My mum is in the hospital, so she is the picture of the day:
Her situation is not grave, but the rigorous Aberdeen doctors are insisting on many tests. I like very much that they leave nothing to chance.
Friday, 15 January 2010
The True Faces of the Day
Posted by Tania Kindersley.
When a horror comes that is too big, it is hard for the human mind to comprehend.
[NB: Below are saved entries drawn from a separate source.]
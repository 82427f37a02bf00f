//! Top-level router configuration.
//!
//! # Route Structure
//!
//! - `GET  /{short_link}`  - Short link resolution (public)
//! - `GET  /health`        - Health check: DB, audit queue (public)
//! - `/v0/user`, `/v0/security/token` - Registration and login (public)
//! - `/v0/*`               - Account and redirect management (Bearer token)
//!
//! # Middleware
//!
//! - **Tracing** - Structured request/response logging
//! - **Rate limiting** - Per-IP token bucket (configurable for proxy deployments)
//! - **Authentication** - Bearer token on protected `/v0` routes
//! - **Path normalization** - Trailing slash handling

use crate::api;
use crate::api::handlers::{health_handler, resolve_handler};
use crate::api::middleware::{auth, rate_limit, tracing};
use crate::state::AppState;
use axum::routing::get;
use axum::{Router, middleware};
use tower::Layer;
use tower_http::normalize_path::{NormalizePath, NormalizePathLayer};

/// Constructs the application router with all routes and middleware.
///
/// # Arguments
///
/// - `state` - shared application state injected into all handlers
/// - `behind_proxy` - when `true`, rate limiting reads client IP from
///   `X-Forwarded-For` / `X-Real-IP` headers instead of the peer socket
///   address; enable only when the service runs behind a trusted reverse
///   proxy
pub fn app_router(state: AppState, behind_proxy: bool) -> NormalizePath<Router> {
    let protected = api::routes::protected_routes()
        .route_layer(middleware::from_fn_with_state(state.clone(), auth::layer));
    let protected = if behind_proxy {
        protected.layer(rate_limit::proxied_secure_layer())
    } else {
        protected.layer(rate_limit::secure_layer())
    };

    let public = api::routes::public_routes();
    let public = if behind_proxy {
        public.layer(rate_limit::proxied_layer())
    } else {
        public.layer(rate_limit::layer())
    };

    let v0_router = Router::new().merge(public).merge(protected);

    let router = Router::new()
        .route("/{short_link}", get(resolve_handler))
        .route("/health", get(health_handler))
        .nest("/v0", v0_router)
        .with_state(state)
        .layer(tracing::layer());

    NormalizePathLayer::trim_trailing_slash().layer(router)
}
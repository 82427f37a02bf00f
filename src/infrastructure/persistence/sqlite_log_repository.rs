//! SQLite implementation of the audit log repository.

use async_trait::async_trait;
use chrono::{DateTime, Utc};
use serde_json::json;
use sqlx::SqlitePool;
use std::sync::Arc;

use crate::domain::entities::LogEntry;
use crate::domain::log_event::{Actor, LogEvent};
use crate::domain::repositories::LogRepository;
use crate::error::AppError;

/// SQLite repository for the append-only audit log.
///
/// Actor and event payloads are stored as JSON text columns.
pub struct SqliteLogRepository {
    pool: Arc<SqlitePool>,
}

impl SqliteLogRepository {
    /// Creates a new repository with a database connection pool.
    pub fn new(pool: Arc<SqlitePool>) -> Self {
        Self { pool }
    }
}

#[derive(sqlx::FromRow)]
struct LogRow {
    id: i64,
    actor: String,
    event: String,
    created_at: DateTime<Utc>,
}

impl TryFrom<LogRow> for LogEntry {
    type Error = AppError;

    fn try_from(row: LogRow) -> Result<Self, AppError> {
        let actor: Actor = serde_json::from_str(&row.actor)
            .map_err(|e| decode_error("actor", row.id, &e.to_string()))?;
        let event: LogEvent = serde_json::from_str(&row.event)
            .map_err(|e| decode_error("event", row.id, &e.to_string()))?;

        Ok(LogEntry {
            id: row.id,
            actor,
            event,
            created_at: row.created_at,
        })
    }
}

fn decode_error(column: &str, id: i64, reason: &str) -> AppError {
    tracing::error!(column, id, reason, "Malformed audit log row");
    AppError::internal(
        "Malformed audit log row",
        json!({ "column": column, "id": id }),
    )
}

#[async_trait]
impl LogRepository for SqliteLogRepository {
    async fn append(&self, actor: &Actor, event: &LogEvent) -> Result<(), AppError> {
        let actor_json = serde_json::to_string(actor)
            .map_err(|e| AppError::internal("Failed to encode actor", json!({ "reason": e.to_string() })))?;
        let event_json = serde_json::to_string(event)
            .map_err(|e| AppError::internal("Failed to encode event", json!({ "reason": e.to_string() })))?;

        sqlx::query("INSERT INTO logs (actor, event, created_at) VALUES (?, ?, ?)")
            .bind(actor_json)
            .bind(event_json)
            .bind(Utc::now())
            .execute(self.pool.as_ref())
            .await?;

        Ok(())
    }

    async fn list(&self, page: i64, page_size: i64) -> Result<Vec<LogEntry>, AppError> {
        let offset = (page - 1) * page_size;

        let rows = sqlx::query_as::<_, LogRow>(
            r#"
            SELECT id, actor, event, created_at FROM logs
            ORDER BY id DESC
            LIMIT ? OFFSET ?
            "#,
        )
        .bind(page_size)
        .bind(offset)
        .fetch_all(self.pool.as_ref())
        .await?;

        rows.into_iter().map(TryInto::try_into).collect()
    }

    async fn count(&self) -> Result<i64, AppError> {
        let count: (i64,) = sqlx::query_as("SELECT COUNT(*) FROM logs")
            .fetch_one(self.pool.as_ref())
            .await?;

        Ok(count.0)
    }
}
//! Repository trait for redirect data access.

use crate::domain::entities::{NewRedirect, Redirect, RedirectPatch};
use crate::error::AppError;
use async_trait::async_trait;

/// Repository interface for managing short link redirects.
///
/// Provides CRUD operations for redirects, including lookup by short link
/// and pagination support.
///
/// # Implementations
///
/// - [`crate::infrastructure::persistence::SqliteRedirectRepository`] - SQLite implementation
/// - Test mocks available with `cfg(test)`
///
/// # Examples
///
/// See integration tests: `tests/repository_redirect.rs`
#[cfg_attr(test, mockall::automock)]
#[async_trait]
pub trait RedirectRepository: Send + Sync {
    /// Creates a new redirect.
    ///
    /// # Errors
    ///
    /// Returns [`AppError::Conflict`] if the short link already exists.
    /// Returns [`AppError::Internal`] on database errors.
    async fn create(&self, new_redirect: NewRedirect) -> Result<Redirect, AppError>;

    /// Finds a redirect by its short link.
    ///
    /// # Returns
    ///
    /// - `Ok(Some(Redirect))` if found
    /// - `Ok(None)` if not found
    ///
    /// # Errors
    ///
    /// Returns [`AppError::Internal`] on database errors.
    async fn find_by_short_link(&self, short_link: &str) -> Result<Option<Redirect>, AppError>;

    /// Lists redirects with pagination support.
    ///
    /// # Arguments
    ///
    /// - `page` - Page number (1-indexed)
    /// - `page_size` - Number of items per page
    ///
    /// # Errors
    ///
    /// Returns [`AppError::Internal`] on database errors.
    async fn list(&self, page: i64, page_size: i64) -> Result<Vec<Redirect>, AppError>;

    /// Counts total redirects.
    ///
    /// # Errors
    ///
    /// Returns [`AppError::Internal`] on database errors.
    async fn count(&self) -> Result<i64, AppError>;

    /// Partially updates a redirect.
    ///
    /// Only fields present in [`RedirectPatch`] are modified.
    ///
    /// # Errors
    ///
    /// Returns [`AppError::NotFound`] if no redirect matches `short_link`.
    /// Returns [`AppError::Internal`] on database errors.
    async fn update(&self, short_link: &str, patch: RedirectPatch) -> Result<Redirect, AppError>;

    /// Deletes a redirect.
    ///
    /// Returns `Ok(true)` if the redirect existed and was removed,
    /// `Ok(false)` otherwise.
    ///
    /// # Errors
    ///
    /// Returns [`AppError::Internal`] on database errors.
    async fn delete(&self, short_link: &str) -> Result<bool, AppError>;
}
use snaplink::client::{Gateway, LocalGateway};
use snaplink::domain::log_event::{Actor, LogEvent};
use snaplink::error::AppError;

async fn gateway() -> LocalGateway {
    LocalGateway::connect("sqlite::memory:").await.unwrap()
}

#[tokio::test]
async fn test_user_lifecycle() {
    let gw = gateway().await;

    let created = gw.create_user("alice", "correct horse").await.unwrap();
    assert_eq!(created.username, "alice");

    let shown = gw.show_user("alice").await.unwrap();
    assert_eq!(shown.id, created.id);

    let updated = gw
        .update_user("alice", Some("alice2".to_string()), None)
        .await
        .unwrap();
    assert_eq!(updated.username, "alice2");

    gw.remove_user("alice2").await.unwrap();

    let result = gw.show_user("alice2").await;
    assert!(matches!(result, Err(AppError::NotFound { .. })));
}

#[tokio::test]
async fn test_user_validation_matches_server_rules() {
    let gw = gateway().await;

    let result = gw.create_user("ab", "correct horse").await;
    assert!(matches!(result, Err(AppError::Validation { .. })));

    let result = gw.create_user("alice", "short").await;
    assert!(matches!(result, Err(AppError::Validation { .. })));
}

#[tokio::test]
async fn test_redirect_lifecycle() {
    let gw = gateway().await;

    let created = gw
        .add_redirect(
            Some("docs".to_string()),
            "https://example.com/docs".to_string(),
            None,
            None,
        )
        .await
        .unwrap();
    assert_eq!(created.short_link, "docs");
    assert_eq!(created.response_status, 307);

    let (items, total) = gw.list_redirects(1, 10).await.unwrap();
    assert_eq!(total, 1);
    assert_eq!(items[0].short_link, "docs");

    let updated = gw
        .update_redirect("docs", None, Some(301), Some("moved".to_string()))
        .await
        .unwrap();
    assert_eq!(updated.response_status, 301);
    assert_eq!(updated.body, "moved");

    gw.remove_redirect("docs").await.unwrap();

    let result = gw.show_redirect("docs").await;
    assert!(matches!(result, Err(AppError::NotFound { .. })));
}

#[tokio::test]
async fn test_generated_short_link() {
    let gw = gateway().await;

    let created = gw
        .add_redirect(None, "https://example.com".to_string(), None, None)
        .await
        .unwrap();

    assert_eq!(created.short_link.len(), 12);
}

#[tokio::test]
async fn test_operations_are_logged_with_cli_actor() {
    let gw = gateway().await;

    gw.create_user("alice", "correct horse").await.unwrap();
    gw.add_redirect(
        Some("docs".to_string()),
        "https://example.com/docs".to_string(),
        None,
        None,
    )
    .await
    .unwrap();
    gw.remove_redirect("docs").await.unwrap();

    let (entries, total) = gw.list_log(1, 10).await.unwrap();
    assert_eq!(total, 3);

    for entry in &entries {
        assert_eq!(entry.actor, Actor::Cli);
    }

    // Newest first.
    assert!(matches!(
        entries[0].event,
        LogEvent::RedirectRemoved { .. }
    ));
    assert!(matches!(entries[2].event, LogEvent::UserCreated { .. }));
}

#[tokio::test]
async fn test_check_reports_status() {
    let gw = gateway().await;

    let status = gw.check().await.unwrap();
    assert!(status.contains("OK"));
}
The tragedy turns into numbers ; it becomes almost abstract. Yes, says the pummelled brain, yes, I see; but it is too enormous to understand fully. The stories coming out of Haiti turned my brain into this retreating state. Dead running into the fifty thousands; bodies having to be removed from the streets by bulldozers; an entire state disabled; it was too much to take in. I made an instinctive human reflex of sorrow and regret, resolved to send money, thought of something else.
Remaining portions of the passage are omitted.